A narrativa de Chris sendo "caçado" pela elite branca para ser transformado em uma versão passiva de si mesmo critica como as pessoas negras são pressionadas a se conformar aos padrões sociais impostos pelos brancos. A hipnose de Missy, que coloca Chris no "Sunken Place" (um lugar onde ele está consciente, mas impotente), é uma metáfora para a experiência de muitas pessoas negras, que são marginalizadas ou silenciadas em uma sociedade que valoriza a negritude apenas em termos de utilidade e exotismo.

O "Sunken Place" é uma representação do isolamento e da impotência racial. A imagem de Chris gritando por ajuda, mas não conseguindo se libertar, reflete a condição de muitas pessoas negras que, mesmo plenamente conscientes da opressão que enfrentam, se encontram impotentes diante das forças estruturais que as silenciam e controlam.


6. A Revolta Final e a Reversão de Poder

O clímax do filme, onde Chris finalmente se liberta e derrota a família Armitage, pode ser visto como uma metáfora para a resistência negra contra a opressão branca. Ele assume o controle da situação e se liberta, o que subverte a ideia de que os negros devem ser sempre as vítimas passivas. A luta de Chris para sobreviver e escapar é um símbolo de resistência e de busca por autonomia frente a uma sociedade que historicamente tentou controlá-lo e subjugá-lo.

Conclusão

"Corra" é uma crítica social profunda que aborda questões de racismo estrutural, apropriação cultural, e a hipocrisia do racismo liberal disfarçado.
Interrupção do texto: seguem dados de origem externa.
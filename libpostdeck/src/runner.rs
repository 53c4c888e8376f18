//! Batch publishing runner
//!
//! `BatchRunner` walks a job's items strictly in order, one publish call at a
//! time. A failed item is recorded and counted and the run moves on; only
//! the two preconditions (empty job, another run in flight) reject a run.
//! Between attempts the runner waits for whatever its `Pacer` asks, skipping
//! the wait after the last item.
//!
//! Only one run may be in flight per runner. The lock is taken with a single
//! compare-and-swap, so two `run` calls racing on the same runner cannot
//! both see it free.
//!
//! # Example
//!
//! ```no_run
//! use std::sync::Arc;
//! use libpostdeck::job::BatchJob;
//! use libpostdeck::pacer::FixedPacer;
//! use libpostdeck::publish::mock::MockPublishClient;
//! use libpostdeck::runner::BatchRunner;
//! use libpostdeck::status::StatusReporter;
//! use libpostdeck::types::Destination;
//!
//! # async fn example(items: Vec<libpostdeck::ContentItem>) -> libpostdeck::Result<()> {
//! let runner = BatchRunner::new(
//!     Arc::new(MockPublishClient::success()),
//!     Arc::new(FixedPacer::default()),
//!     StatusReporter::default(),
//! );
//!
//! let mut job = BatchJob::eligible(items, Destination::Instagram);
//! let summary = runner.run(&mut job).await?;
//! println!("{} published, {} failed", summary.success_count, summary.fail_count);
//! # Ok(())
//! # }
//! ```

use std::sync::atomic::{AtomicBool, Ordering};
use std::sync::Arc;
use std::time::Duration;

use tokio::time::sleep;
use tokio_util::sync::CancellationToken;
use tracing::{debug, info, warn};

use crate::config::StatusConfig;
use crate::confirm::ConfirmationGate;
use crate::error::{BatchError, PublishError, Result};
use crate::job::{BatchJob, BatchSummary};
use crate::pacer::Pacer;
use crate::publish::PublishClient;
use crate::status::{RunStatus, StatusKind, StatusReporter};
use crate::types::{ItemOutcome, OutcomeKind};

/// How long terminal statuses stay visible before the reporter clears them
#[derive(Debug, Clone, Copy, PartialEq, Eq)]
pub struct ClearWindows {
    pub batch: Duration,
    pub single: Duration,
}

impl Default for ClearWindows {
    fn default() -> Self {
        Self {
            batch: Duration::from_secs(10),
            single: Duration::from_secs(3),
        }
    }
}

impl From<&StatusConfig> for ClearWindows {
    fn from(config: &StatusConfig) -> Self {
        Self {
            batch: config.batch_clear_after,
            single: config.single_clear_after,
        }
    }
}

/// Releases the single-flight lock on every exit path, including a dropped
/// run future
struct FlightGuard<'a> {
    flag: &'a AtomicBool,
}

impl<'a> FlightGuard<'a> {
    fn acquire(flag: &'a AtomicBool) -> Option<Self> {
        flag.compare_exchange(false, true, Ordering::AcqRel, Ordering::Acquire)
            .ok()
            .map(|_| Self { flag })
    }
}

impl Drop for FlightGuard<'_> {
    fn drop(&mut self) {
        self.flag.store(false, Ordering::Release);
    }
}

pub struct BatchRunner {
    client: Arc<dyn PublishClient>,
    pacer: Arc<dyn Pacer>,
    reporter: StatusReporter,
    clear: ClearWindows,
    in_flight: AtomicBool,
}

impl BatchRunner {
    pub fn new(
        client: Arc<dyn PublishClient>,
        pacer: Arc<dyn Pacer>,
        reporter: StatusReporter,
    ) -> Self {
        Self {
            client,
            pacer,
            reporter,
            clear: ClearWindows::default(),
            in_flight: AtomicBool::new(false),
        }
    }

    pub fn with_clear_windows(mut self, clear: ClearWindows) -> Self {
        self.clear = clear;
        self
    }

    pub fn reporter(&self) -> &StatusReporter {
        &self.reporter
    }

    /// Whether a run currently holds the lock
    pub fn is_running(&self) -> bool {
        self.in_flight.load(Ordering::Acquire)
    }

    /// Publish every item of `job` in order
    ///
    /// # Errors
    ///
    /// - `BatchError::EmptyBatch` if the job has no items (lock untouched)
    /// - `BatchError::BatchAlreadyRunning` if another run holds the lock
    /// - `BatchError::AlreadyAttempted` if the job already carries outcomes
    ///
    /// Item failures are never errors; they are counted in the summary.
    pub async fn run(&self, job: &mut BatchJob) -> Result<BatchSummary> {
        self.run_with_cancel(job, &CancellationToken::new()).await
    }

    /// Ask `gate` before publishing a multi-item job, then run it
    ///
    /// A declined gate returns `BatchError::Declined` without taking the
    /// lock. Cancellation before or during the gate counts as a decline.
    /// Single-item jobs are not gated. Rejections that would follow anyway
    /// are reported before the gate is asked.
    pub async fn run_confirmed(
        &self,
        job: &mut BatchJob,
        gate: &dyn ConfirmationGate,
        cancel: &CancellationToken,
    ) -> Result<BatchSummary> {
        if job.is_empty() {
            return Err(BatchError::EmptyBatch.into());
        }
        if !job.outcomes().is_empty() {
            return Err(BatchError::AlreadyAttempted(job.outcomes().len()).into());
        }
        // Advisory only; the CAS in run_with_cancel decides
        if self.is_running() {
            return Err(BatchError::BatchAlreadyRunning.into());
        }

        if !cancel.is_cancelled() && !job.is_single() && !gate.confirm(job.len()) {
            info!(items = job.len(), "batch declined at confirmation");
            return Err(BatchError::Declined(job.len()).into());
        }
        if cancel.is_cancelled() {
            info!(items = job.len(), "batch cancelled at confirmation");
            return Err(BatchError::Declined(job.len()).into());
        }

        self.run_with_cancel(job, cancel).await
    }

    /// Publish every item of `job` in order, stopping before the next item
    /// once `cancel` fires
    ///
    /// A cancelled run still returns a summary of the items attempted so far
    /// with `cancelled` set.
    pub async fn run_with_cancel(
        &self,
        job: &mut BatchJob,
        cancel: &CancellationToken,
    ) -> Result<BatchSummary> {
        if job.is_empty() {
            return Err(BatchError::EmptyBatch.into());
        }
        if !job.outcomes().is_empty() {
            return Err(BatchError::AlreadyAttempted(job.outcomes().len()).into());
        }

        let guard = FlightGuard::acquire(&self.in_flight).ok_or(BatchError::BatchAlreadyRunning)?;

        let total = job.len();
        let single = job.is_single();
        self.pacer.reset();

        info!(
            items = total,
            destination = %job.destination(),
            client = self.client.name(),
            "starting batch"
        );
        self.reporter.emit(RunStatus::running(
            StatusKind::Info,
            format!("Starting {} item{}", total, plural(total)),
            0,
            0,
            total,
        ));

        let mut success_count = 0;
        let mut fail_count = 0;
        let mut cancelled = false;

        for index in 0..total {
            if cancel.is_cancelled() {
                cancelled = true;
                break;
            }

            let item = &job.items()[index];
            let item_id = item.id.clone();
            let caption = item.publish_caption().to_string();
            let result = match item.media.clone() {
                Some(media) => self.client.publish(&media, &caption).await,
                None => Err(PublishError::InvalidMedia(format!("item {} has no media", item_id))),
            };

            let outcome = match result {
                Ok(()) => {
                    success_count += 1;
                    debug!(item = %item_id, position = index + 1, total, "item published");
                    job.record(ItemOutcome::success(item_id));
                    self.reporter.emit(RunStatus::running(
                        StatusKind::Info,
                        format!(
                            "[{}/{}] published. {} ok, {} failed",
                            index + 1,
                            total,
                            success_count,
                            fail_count
                        ),
                        success_count,
                        fail_count,
                        total,
                    ));
                    OutcomeKind::Success
                }
                Err(e) => {
                    fail_count += 1;
                    warn!(item = %item_id, position = index + 1, total, error = %e, "item failed");
                    let message = format!(
                        "[{}/{}] failed: {}. {} ok, {} failed",
                        index + 1,
                        total,
                        e,
                        success_count,
                        fail_count
                    );
                    job.record(ItemOutcome::failure(item_id, e.to_string()));
                    self.reporter.emit(RunStatus::running(
                        StatusKind::Error,
                        message,
                        success_count,
                        fail_count,
                        total,
                    ));
                    OutcomeKind::Failure
                }
            };

            if index + 1 < total {
                let delay = self.pacer.delay_after(outcome);
                tokio::select! {
                    _ = sleep(delay) => {}
                    _ = cancel.cancelled() => {
                        cancelled = true;
                        break;
                    }
                }
            }
        }

        let summary = BatchSummary::from_job(job, cancelled);
        self.reporter.emit(terminal_status(&summary, single));

        // Scheduled while still holding the lock so the next run's first
        // status supersedes this clear
        let window = if single {
            self.clear.single
        } else {
            self.clear.batch
        };
        self.reporter.clear_after(window);
        drop(guard);

        info!(
            published = summary.success_count,
            failed = summary.fail_count,
            total = summary.total_count,
            cancelled = summary.cancelled,
            "batch finished"
        );
        Ok(summary)
    }
}

/// Final status for a finished run
fn terminal_status(summary: &BatchSummary, single: bool) -> RunStatus {
    let (kind, message) = if summary.cancelled {
        (
            StatusKind::Info,
            format!(
                "Cancelled after {} of {}: {} published, {} failed.",
                summary.attempted(),
                summary.total_count,
                summary.success_count,
                summary.fail_count
            ),
        )
    } else if single {
        match summary.outcomes.first() {
            Some(outcome) if outcome.is_success() => {
                (StatusKind::Success, "Published successfully.".to_string())
            }
            outcome => (
                StatusKind::Error,
                format!(
                    "Failed to publish: {}",
                    outcome
                        .and_then(|o| o.error.as_deref())
                        .unwrap_or("unknown error")
                ),
            ),
        }
    } else if summary.fail_count == 0 {
        (
            StatusKind::Success,
            format!("All {} published.", summary.total_count),
        )
    } else if summary.success_count == 0 {
        (
            StatusKind::Error,
            format!("All {} failed.", summary.total_count),
        )
    } else {
        (
            StatusKind::Info,
            format!(
                "{} published, {} failed.",
                summary.success_count, summary.fail_count
            ),
        )
    };

    RunStatus::completed(
        kind,
        message,
        summary.success_count,
        summary.fail_count,
        summary.total_count,
    )
}

fn plural(count: usize) -> &'static str {
    if count == 1 {
        ""
    } else {
        "s"
    }
}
Jordan Peele usa o gênero de terror como uma forma de explorar as ansiedades raciais contemporâneas, mostrando que o racismo, mesmo quando disfarçado de boas intenções, é uma força destrutiva que continua a dominar a vida de muitas pessoas negras. O filme desafia os espectadores a refletirem sobre as formas de opressão que persistem nas relações raciais modernas, especialmente na forma como a cultura negra é apropriada e os corpos negros são explorados.